Le quatrième chapitre traite des sigillées italiques importées des dernières décennies du Ier a.C. et de la première moitié du Ier p.C. La population est faible à ce moment-là et les dépôts sont rares ce qui rend difficile la classification. L’auteur nomme cette catégorie « Early Italian Terra Sigillata » à la place du terme « arretine » qui ne convient plus, tant les centres de production sont multiples entre 20 a.C. et 50/75 p.C. Ce sont des céramiques qui dérivent des vaisselles en métal et souvent timbrées avec le nom des potiers, notamment entre 10 a.C. et 10 p.C. qui est son apogée, tandis que le début et la fin de la production sont soumis à plus de conjonctures. Deux autres productions régionales ont été mises au jour, une qui succède aux céramiques à vernis rouge républicaine nommée Campanienne orange A (ancienne tripolitaine) et une autre qui pourrait être d’origine sicilienne.
Pour les cinquième et sixième chapitres, S. Stone a fait le choix de traiter deux catégories de céramiques à part : les vases à décors moulés et les parois fines. Pour les premiers, il s’agit de mettre en valeur la décoration, en particulier pour faciliter les comparaisons.

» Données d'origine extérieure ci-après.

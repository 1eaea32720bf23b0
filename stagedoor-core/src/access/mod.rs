mod blocklist;
mod engine;
mod geo_policy;
mod teaser;

pub use blocklist::BlockListEvaluator;
pub use engine::AccessDecisionEngine;
pub use geo_policy::{GeoPolicyEvaluator, GeoVerdict};
pub use teaser::{validate_teaser_duration, TeaserSessionManager};
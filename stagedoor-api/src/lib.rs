mod api;

use std::net::SocketAddr;

use anyhow::{Context, Result};
use poem::listener::TcpListener;
use poem::{EndpointExt, Route, Server};
use poem_openapi::OpenApiService;
use stagedoor_core::Services;
use tracing::*;

#[derive(Clone)]
pub struct ApiServer {
    services: Services,
}

impl ApiServer {
    pub fn new(services: &Services) -> Self {
        ApiServer {
            services: services.clone(),
        }
    }

    pub async fn run(self, address: SocketAddr) -> Result<()> {
        let api_service =
            OpenApiService::new(api::get(), "Stagedoor API", env!("CARGO_PKG_VERSION"))
                .server("/api");

        let app = Route::new()
            .nest("/api", api_service)
            .data(self.services.db.clone())
            .data(self.services.clone());

        info!(?address, "Listening");
        Server::new(TcpListener::bind(address))
            .run(app)
            .await
            .context("Failed to start the API server")
    }
}
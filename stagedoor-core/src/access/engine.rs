use std::sync::Arc;

use chrono::Utc;
use sea_orm::DatabaseConnection;
use stagedoor_common::{Location, ProfileId, StagedoorError};
use stagedoor_db_entities::GeoRule::Tier;
use stagedoor_db_entities::TeaserConfig;
use tokio::sync::Mutex;
use tracing::*;
use uuid::Uuid;

use super::{BlockListEvaluator, GeoPolicyEvaluator, TeaserSessionManager};
use crate::{AccessDecision, AccessLevel};

/// Decides what a viewer gets to see of a profile. Checks run strictly in
/// order - blocklist, geo policy, tier - and each failed check is terminal.
/// Infrastructure failures surface as `Err`, never as a blocked decision.
pub struct AccessDecisionEngine {
    db: Arc<Mutex<DatabaseConnection>>,
    block_list: BlockListEvaluator,
    geo_policy: GeoPolicyEvaluator,
    teaser_sessions: Arc<TeaserSessionManager>,
}

impl AccessDecisionEngine {
    pub fn new(
        db: &Arc<Mutex<DatabaseConnection>>,
        teaser_sessions: Arc<TeaserSessionManager>,
    ) -> Self {
        Self {
            db: db.clone(),
            block_list: BlockListEvaluator::new(db),
            geo_policy: GeoPolicyEvaluator::new(db),
            teaser_sessions,
        }
    }

    pub async fn decide(
        &self,
        profile_id: ProfileId,
        viewer_id: Option<Uuid>,
        viewer_ip: &str,
        location: &Location,
    ) -> Result<AccessDecision, StagedoorError> {
        if let Some(entry) = self
            .block_list
            .find_block(profile_id, viewer_id, viewer_ip)
            .await?
        {
            debug!(%profile_id, entry_id = %entry.id, "Access denied by blocklist");
            return Ok(AccessDecision {
                access_level: AccessLevel::Blocked,
                allowed: false,
                reason: format!("blocked by profile owner: {}", entry.reason),
                teaser_remaining_seconds: None,
                subscription_required: None,
                message: None,
            });
        }

        let verdict = self.geo_policy.evaluate(profile_id, location).await?;
        if !verdict.allowed {
            debug!(%profile_id, reason = %verdict.reason, "Access denied by geo policy");
            return Ok(AccessDecision {
                access_level: AccessLevel::Blocked,
                allowed: false,
                reason: verdict.reason,
                teaser_remaining_seconds: None,
                subscription_required: None,
                message: None,
            });
        }
        let tier = verdict.tier.ok_or(StagedoorError::InconsistentState)?;

        match tier {
            Tier::Free => Ok(AccessDecision {
                access_level: AccessLevel::Full,
                allowed: true,
                reason: verdict.reason,
                teaser_remaining_seconds: None,
                subscription_required: None,
                message: None,
            }),
            Tier::Teaser => {
                let config = {
                    let db = self.db.lock().await;
                    TeaserConfig::Entity::get_or_create(&*db, profile_id).await?
                };

                let session = self
                    .teaser_sessions
                    .get_or_create(profile_id, viewer_id, viewer_ip, &config)
                    .await?;

                let now = Utc::now();
                match session {
                    Some(session) if !session.is_expired(now) => Ok(AccessDecision {
                        access_level: AccessLevel::Teaser,
                        allowed: true,
                        reason: "teaser preview active".into(),
                        teaser_remaining_seconds: Some((session.expires - now).num_seconds()),
                        subscription_required: None,
                        message: None,
                    }),
                    // Teaser disabled, or this viewer's window has lapsed:
                    // either way the upsell target is a subscription.
                    _ => Ok(AccessDecision {
                        access_level: AccessLevel::Blocked,
                        allowed: false,
                        reason: "teaser expired".into(),
                        teaser_remaining_seconds: None,
                        subscription_required: Some(Tier::Monthly),
                        message: Some(config.expired_message),
                    }),
                }
            }
            tier @ (Tier::Monthly | Tier::PerVisit) => Ok(AccessDecision {
                access_level: AccessLevel::Blocked,
                allowed: false,
                reason: "subscription required".into(),
                teaser_remaining_seconds: None,
                subscription_required: Some(tier),
                message: None,
            }),
        }
    }
}

#[cfg(test)]
mod tests {
    use std::sync::Arc;

    use sea_orm::ActiveValue::Set;
    use sea_orm::{ActiveModelTrait, EntityTrait, IntoActiveModel};
    use stagedoor_db_entities::GeoRule::RuleScope;
    use stagedoor_db_entities::{BlockEntry, GeoRule, TeaserSession};
    use tokio::sync::Mutex;

    use super::*;
    use crate::test_support::{connect_test_db, create_profile};

    async fn add_rule(
        db: &Arc<Mutex<DatabaseConnection>>,
        profile_id: ProfileId,
        position: i32,
        scope: RuleScope,
        value: &str,
        is_allowed: bool,
        tier: Tier,
    ) {
        let db = db.lock().await;
        GeoRule::ActiveModel {
            id: Set(Uuid::new_v4()),
            profile_id: Set(profile_id),
            scope: Set(scope),
            value: Set(value.to_owned()),
            is_allowed: Set(is_allowed),
            tier: Set(tier),
            position: Set(position),
            created: Set(Utc::now()),
        }
        .insert(&*db)
        .await
        .unwrap();
    }

    async fn enable_teaser(
        db: &Arc<Mutex<DatabaseConnection>>,
        profile_id: ProfileId,
        duration_seconds: i32,
    ) {
        let db = db.lock().await;
        let config = TeaserConfig::Entity::get_or_create(&*db, profile_id)
            .await
            .unwrap();
        let mut model = config.into_active_model();
        model.enabled = Set(true);
        model.duration_seconds = Set(duration_seconds);
        model.update(&*db).await.unwrap();
    }

    /// Rule order pinned by the scenario: state=NY (teaser) first, then
    /// country=US (free), then country=CA (monthly).
    async fn scenario_profile(db: &Arc<Mutex<DatabaseConnection>>) -> Uuid {
        let profile_id = create_profile(db).await;
        add_rule(db, profile_id, 0, RuleScope::State, "NY", true, Tier::Teaser).await;
        add_rule(db, profile_id, 1, RuleScope::Country, "US", true, Tier::Free).await;
        add_rule(db, profile_id, 2, RuleScope::Country, "CA", true, Tier::Monthly).await;
        enable_teaser(db, profile_id, 30).await;
        profile_id
    }

    fn us(state_code: &str) -> Location {
        Location {
            country_code: Some("US".into()),
            state_code: Some(state_code.to_owned()),
            ..Default::default()
        }
    }

    fn ca() -> Location {
        Location {
            country_code: Some("CA".into()),
            state_code: Some("ON".into()),
            ..Default::default()
        }
    }

    fn engine(db: &Arc<Mutex<DatabaseConnection>>) -> AccessDecisionEngine {
        AccessDecisionEngine::new(db, Arc::new(TeaserSessionManager::new(db)))
    }

    #[tokio::test]
    async fn test_no_rules_means_free_full_access() {
        let db = Arc::new(Mutex::new(connect_test_db().await));
        let profile_id = create_profile(&db).await;
        let engine = engine(&db);

        let decision = engine
            .decide(profile_id, None, "192.0.2.1", &Location::default())
            .await
            .unwrap();
        assert_eq!(decision.access_level, AccessLevel::Full);
        assert!(decision.allowed);
    }

    #[tokio::test]
    async fn test_us_viewer_gets_full_access() {
        let db = Arc::new(Mutex::new(connect_test_db().await));
        let profile_id = scenario_profile(&db).await;
        let engine = engine(&db);

        let decision = engine
            .decide(profile_id, None, "192.0.2.1", &us("CA"))
            .await
            .unwrap();
        assert_eq!(decision.access_level, AccessLevel::Full);
        assert!(decision.allowed);
        assert!(decision.subscription_required.is_none());
    }

    #[tokio::test]
    async fn test_ca_viewer_needs_monthly_subscription() {
        let db = Arc::new(Mutex::new(connect_test_db().await));
        let profile_id = scenario_profile(&db).await;
        let engine = engine(&db);

        let decision = engine
            .decide(profile_id, None, "192.0.2.1", &ca())
            .await
            .unwrap();
        assert_eq!(decision.access_level, AccessLevel::Blocked);
        assert!(!decision.allowed);
        assert_eq!(decision.reason, "subscription required");
        assert_eq!(decision.subscription_required, Some(Tier::Monthly));
    }

    #[tokio::test]
    async fn test_ny_viewer_gets_teaser_then_blocked_after_expiry() {
        let db = Arc::new(Mutex::new(connect_test_db().await));
        let profile_id = scenario_profile(&db).await;
        let engine = engine(&db);

        let decision = engine
            .decide(profile_id, None, "192.0.2.1", &us("NY"))
            .await
            .unwrap();
        assert_eq!(decision.access_level, AccessLevel::Teaser);
        assert!(decision.allowed);
        let remaining = decision.teaser_remaining_seconds.unwrap();
        assert!(remaining <= 30 && remaining >= 28);

        // A second request does not reset the clock
        let decision = engine
            .decide(profile_id, None, "192.0.2.1", &us("NY"))
            .await
            .unwrap();
        assert_eq!(decision.access_level, AccessLevel::Teaser);
        assert!(decision.teaser_remaining_seconds.unwrap() <= remaining);

        // Push the window into the past instead of sleeping through it
        {
            let db = db.lock().await;
            let session = TeaserSession::Entity::find()
                .one(&*db)
                .await
                .unwrap()
                .unwrap();
            let mut model = session.into_active_model();
            model.expires = Set(Utc::now() - chrono::Duration::seconds(1));
            model.update(&*db).await.unwrap();
        }

        let decision = engine
            .decide(profile_id, None, "192.0.2.1", &us("NY"))
            .await
            .unwrap();
        assert_eq!(decision.access_level, AccessLevel::Blocked);
        assert!(!decision.allowed);
        assert_eq!(decision.reason, "teaser expired");
        assert_eq!(decision.subscription_required, Some(Tier::Monthly));
        assert!(decision.message.is_some());
    }

    #[tokio::test]
    async fn test_teaser_tier_with_teasers_disabled_blocks() {
        let db = Arc::new(Mutex::new(connect_test_db().await));
        let profile_id = create_profile(&db).await;
        add_rule(&db, profile_id, 0, RuleScope::State, "NY", true, Tier::Teaser).await;
        // Teaser config is created lazily with enabled=false
        let engine = engine(&db);

        let decision = engine
            .decide(profile_id, None, "192.0.2.1", &us("NY"))
            .await
            .unwrap();
        assert_eq!(decision.access_level, AccessLevel::Blocked);
        assert_eq!(decision.reason, "teaser expired");
        assert_eq!(decision.subscription_required, Some(Tier::Monthly));
    }

    #[tokio::test]
    async fn test_blocked_viewer_is_denied_despite_geo_allow() {
        let db = Arc::new(Mutex::new(connect_test_db().await));
        let profile_id = scenario_profile(&db).await;
        let engine = engine(&db);

        let viewer_id = Uuid::new_v4();
        {
            let db = db.lock().await;
            BlockEntry::ActiveModel {
                id: Set(Uuid::new_v4()),
                profile_id: Set(profile_id),
                viewer_id: Set(Some(viewer_id)),
                viewer_ip: Set(None),
                reason: Set(BlockEntry::BlockReason::Harassment),
                notes: Set("".into()),
                created: Set(Utc::now()),
            }
            .insert(&*db)
            .await
            .unwrap();
        }

        // Geo policy alone would grant full access from the US
        let decision = engine
            .decide(profile_id, Some(viewer_id), "192.0.2.1", &us("CA"))
            .await
            .unwrap();
        assert_eq!(decision.access_level, AccessLevel::Blocked);
        assert!(!decision.allowed);
        assert!(decision.reason.contains("harassment"));
    }

    #[tokio::test]
    async fn test_unknown_location_denied_when_rules_exist() {
        let db = Arc::new(Mutex::new(connect_test_db().await));
        let profile_id = scenario_profile(&db).await;
        let engine = engine(&db);

        let decision = engine
            .decide(profile_id, None, "192.0.2.1", &Location::default())
            .await
            .unwrap();
        assert_eq!(decision.access_level, AccessLevel::Blocked);
        assert_eq!(decision.reason, "location not in allowed regions");
    }
}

Le problème étant que cela les met en évidence alors qu’il ne s’agit pas d’une catégorie si commune dans l’antiquité (entre 10 et 15% du total des céramiques fines) et encore moins à Morgantina où elle représente à peine 5% du matériel. Ce sont essentiellement des coupes avec des médaillons dans leur fond, datant surtout de la seconde moitié du IIIe a.C. a.C. et du premier quart du IIe a.C. Dans la seconde moitié du IIe a.C., les coupes à médaillons ont été remplacées par des coupes hémisphériques avec des décorations moulées à l’extérieur, mais qui sont moins communes à Morgantina. Il faut également noter la présence de céramiques à reliefs appliqués du IIIe a.C. et de la période républicaine ainsi que de sigillées timbrées à relief produites entre 40 et 20 a.C. et des céramiques glaçurées vertes du Ier a.C. Le chapitre sur les céramiques à paroi fine de l’époque républicaine et du début de l’empire présente leurs formes ainsi que leurs décorations. Ce volume se termine par un dernier chapitre consacré au catalogue et par 68 planches de dessins et 73 de photos de grande qualité qui nous permettent d’apprécier les différentes formes et apparences des céramiques traitées dans ce volume extrêmement intéressant et utile, non seulement pour les spécialistes de la Sicile mais, également, pour ceux travaillant en Italie ou dans les régions proches, qui trouveront là un aperçu général des céramiques hellénistiques et romaines de la région, mais, surtout, un calage chronologique très précis pour chaque forme, ce qui est assez rare pour être noté. Il ne fait aucun doute que le volume sur la céramique commune sera d’un aussi grand intérêt.